Há mais de setecentos estudos publicados sobre Van Gogh. Isso mostra um enorme interesse pelo artista, pois buscam encontrar os “segredos” de Van Gogh. Porém, essas obras acabam caindo em análises simplificadas, superficiais, transformando-a numa “superfície lisa, sem rugas, sem sombras, enfim, decretando, sua morte”. (FRAIZE-PEREIRA apud GODOY, 1994, p. 102).
Deve haver um contraponto entre as análises, considerando a subjetividade do artista, a questão psicológica, mas equilibrado ao mesmo tempo com a análise de suas obras, no sentido de se analisar a estética das pinturas e os aspectos de sua vivência, em seu contexto históricosocial.
Van Gogh amava o campo, sendo seu refúgio ou local onde buscava e renovava suas forças. Ele desejava mostrar a sua plena recuperação no período em que viveu no campo. As formas tortuosas e contrastantes entre as cores são os modos de enxergar a realidade e o mundo.
A cunhada de Van Gogh, após sua morte, pediu para que as cartas fossem tratadas com consideração, para que a vida dramática dele não obscurecesse a percepção sobre sua obra.

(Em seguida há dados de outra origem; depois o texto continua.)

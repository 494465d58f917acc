//! Which memory areas the running OS version can optimize
//!
//! Version gates are fixed for the lifetime of the process, so the probe is
//! computed once and copied wherever it is needed.

use super::areas::{MemoryArea, MemoryAreas};
use std::fmt;

/// Operating system version as reported by the kernel.
#[derive(Debug, Clone, Copy, PartialEq, Eq, PartialOrd, Ord, Hash, Default)]
pub struct OsVersion {
    pub major: u32,
    pub minor: u32,
    pub build: u32,
}

impl OsVersion {
    /// Returned when the host is not a Windows NT kernel.
    pub const UNKNOWN: OsVersion = OsVersion::new(0, 0, 0);
    pub const WINDOWS_XP: OsVersion = OsVersion::new(5, 1, 0);
    pub const WINDOWS_VISTA: OsVersion = OsVersion::new(6, 0, 0);
    pub const WINDOWS_7: OsVersion = OsVersion::new(6, 1, 0);
    pub const WINDOWS_8: OsVersion = OsVersion::new(6, 2, 0);

    pub const fn new(major: u32, minor: u32, build: u32) -> Self {
        Self { major, minor, build }
    }

    pub fn is_at_least(&self, other: OsVersion) -> bool {
        *self >= other
    }
}

impl fmt::Display for OsVersion {
    fn fmt(&self, f: &mut fmt::Formatter<'_>) -> fmt::Result {
        write!(f, "{}.{}.{}", self.major, self.minor, self.build)
    }
}

#[derive(Debug, Clone, Copy, PartialEq, Eq)]
pub struct Capabilities {
    os: OsVersion,
    is_64bit: bool,
}

impl Capabilities {
    pub fn probe(os: OsVersion, is_64bit: bool) -> Self {
        Self { os, is_64bit }
    }

    pub fn os_version(&self) -> OsVersion {
        self.os
    }

    pub fn is_64bit(&self) -> bool {
        self.is_64bit
    }

    pub fn has_combined_page_list(&self) -> bool {
        self.os.is_at_least(OsVersion::WINDOWS_8)
    }

    pub fn has_modified_page_list(&self) -> bool {
        self.os.is_at_least(OsVersion::WINDOWS_VISTA)
    }

    pub fn has_standby_list(&self) -> bool {
        self.os.is_at_least(OsVersion::WINDOWS_VISTA)
    }

    pub fn has_processes_working_set(&self) -> bool {
        self.os.is_at_least(OsVersion::WINDOWS_XP)
    }

    pub fn has_system_working_set(&self) -> bool {
        self.os.is_at_least(OsVersion::WINDOWS_XP)
    }

    pub fn has_modified_file_cache(&self) -> bool {
        self.os.is_at_least(OsVersion::WINDOWS_XP)
    }

    /// `FSCTL_RESET_WRITE_ORDER` gate inside the file cache operation.
    pub fn can_reset_write_order(&self) -> bool {
        self.os.is_at_least(OsVersion::WINDOWS_7)
    }

    /// `FSCTL_DISCARD_VOLUME_CACHE` gate inside the file cache operation.
    pub fn can_discard_volume_cache(&self) -> bool {
        self.os.is_at_least(OsVersion::WINDOWS_8)
    }

    pub fn is_area_supported(&self, area: MemoryArea) -> bool {
        match area {
            MemoryArea::CombinedPageList => self.has_combined_page_list(),
            MemoryArea::ModifiedPageList => self.has_modified_page_list(),
            MemoryArea::ProcessesWorkingSet => self.has_processes_working_set(),
            MemoryArea::StandbyList | MemoryArea::StandbyListLowPriority => self.has_standby_list(),
            MemoryArea::SystemWorkingSet => self.has_system_working_set(),
            MemoryArea::ModifiedFileCache => self.has_modified_file_cache(),
        }
    }

    pub fn supported_areas(&self) -> MemoryAreas {
        MemoryArea::ALL
            .into_iter()
            .filter(|area| self.is_area_supported(*area))
            .collect()
    }

    /// Silently clear every requested area this OS cannot optimize.
    pub fn filter(&self, areas: MemoryAreas) -> MemoryAreas {
        areas & self.supported_areas()
    }
}
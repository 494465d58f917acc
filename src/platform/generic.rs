//! Read-only fallback for hosts without the Win32 memory manager APIs
//!
//! Memory counters come from sysinfo so the monitor and `status` still work.
//! The OS version is reported as unknown, which makes the capability probe
//! filter every area; reclamation calls refuse with `NotSupported`.

use std::sync::Mutex;
use sysinfo::System;

use super::traits::{
    MemoryApi, MemoryCounters, PlatformError, PlatformResult, ProcessEntry, VolumeHandle,
};
use crate::core::capability::OsVersion;
use crate::core::config::Priority;
use crate::windows::ffi::SystemInformationRequest;

pub struct GenericMemoryApi {
    sys: Mutex<System>,
}

impl GenericMemoryApi {
    pub fn new() -> Self {
        Self { sys: Mutex::new(System::new()) }
    }

    fn unsupported<T>(what: &str) -> PlatformResult<T> {
        Err(PlatformError::NotSupported(format!("{} on {}", what, std::env::consts::OS)))
    }
}

impl Default for GenericMemoryApi {
    fn default() -> Self {
        Self::new()
    }
}

impl MemoryApi for GenericMemoryApi {
    fn os_version(&self) -> OsVersion {
        OsVersion::UNKNOWN
    }

    fn memory_counters(&self) -> PlatformResult<MemoryCounters> {
        let mut sys = self
            .sys
            .lock()
            .map_err(|_| PlatformError::NotSupported("memory counters (poisoned)".into()))?;
        sys.refresh_memory();

        let total_physical = sys.total_memory();
        let available_physical = sys.available_memory();
        Ok(MemoryCounters {
            memory_load: None,
            total_physical,
            available_physical,
            total_virtual: total_physical + sys.total_swap(),
            available_virtual: available_physical + sys.free_swap(),
        })
    }

    fn enable_privilege(&self, _name: &str) -> bool {
        false
    }

    fn processes(&self) -> PlatformResult<Vec<ProcessEntry>> {
        Ok(crate::windows::process::list_processes())
    }

    fn empty_working_set(&self, _pid: u32) -> PlatformResult<()> {
        Self::unsupported("working set trim")
    }

    fn set_system_information(&self, request: SystemInformationRequest) -> PlatformResult<()> {
        Self::unsupported(&format!("system information class {}", request.information_class()))
    }

    fn flush_system_file_cache(&self) -> PlatformResult<()> {
        Self::unsupported("system file cache flush")
    }

    fn fixed_volumes(&self) -> Vec<String> {
        Vec::new()
    }

    fn open_volume(&self, _root: &str) -> Option<Box<dyn VolumeHandle>> {
        None
    }

    fn release_own_memory(&self) -> PlatformResult<()> {
        Self::unsupported("working set trim")
    }

    fn apply_priority(&self, _priority: Priority) -> PlatformResult<()> {
        Self::unsupported("priority class")
    }
}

É interessante perceber como a própria família receia do que se poderia interpretar a partir da leitura dessas cartas. Van Gogh, de fato, teve uma vida muito difícil: solidão, rejeição, doenças mentais e físicas, mas tudo isso não enfraqueceu o seu talento nato.
Ao citar trechos das várias cartas de Van Gogh acerca de aspectos da sua vida, essa obra adentra ao seu interior. É muito interessante ler esses trechos, pois trazem ao leitor uma experiência de imersão no interior do psíquico desse artista. As cartas são divididas em vários temas, fases vividas pelo artista: relação com a família, relação específica com o irmão Theo, reflexões e valores, reconhecimento do trabalho, sacrifícios, opressão, isolamento, vida afetiva, cotidiano, relação com amigos, pensamento sobre a morte, opinião sobre a arte da época, reflexões sobre sua própria arte, sua relação com outros artistas, doenças, expectativas quanto ao futuro e experiências com médicos e sanatórios.
Essa obra nos leva a enxergar Van Gogh de outra forma, começando a ver o verdadeiro homem que está por trás do nome e das incríveis obras que valem milhões de euros na atualidade. O homem que existe atrás da arte, que também possuía suas limitações, mas que não deixou de viver a vida e ver a realidade com seus próprios olhos, da sua própria forma, exteriorizando-a em forma de pintura.
Referências
BOURDIEU, Pierre. A ilusão biográfica. In: AMADO, Janaína; FERREIRA, Marieta de Moraes (Org.). Usos & abusos da história oral. 8. ed. Rio de Janeiro: FGV, 2006. p. 183-191.
FOCAULT, Michael. O que é um autor? Lisboa: Vega, 1992.
VILAS BOAS, Sérgio. Biografias e biógrafos: jornalismo sobre personagens. São Paulo: Summus, 2002. Submetido em 24 de julho de 2014. Aprovado em 19 de agosto de 2014.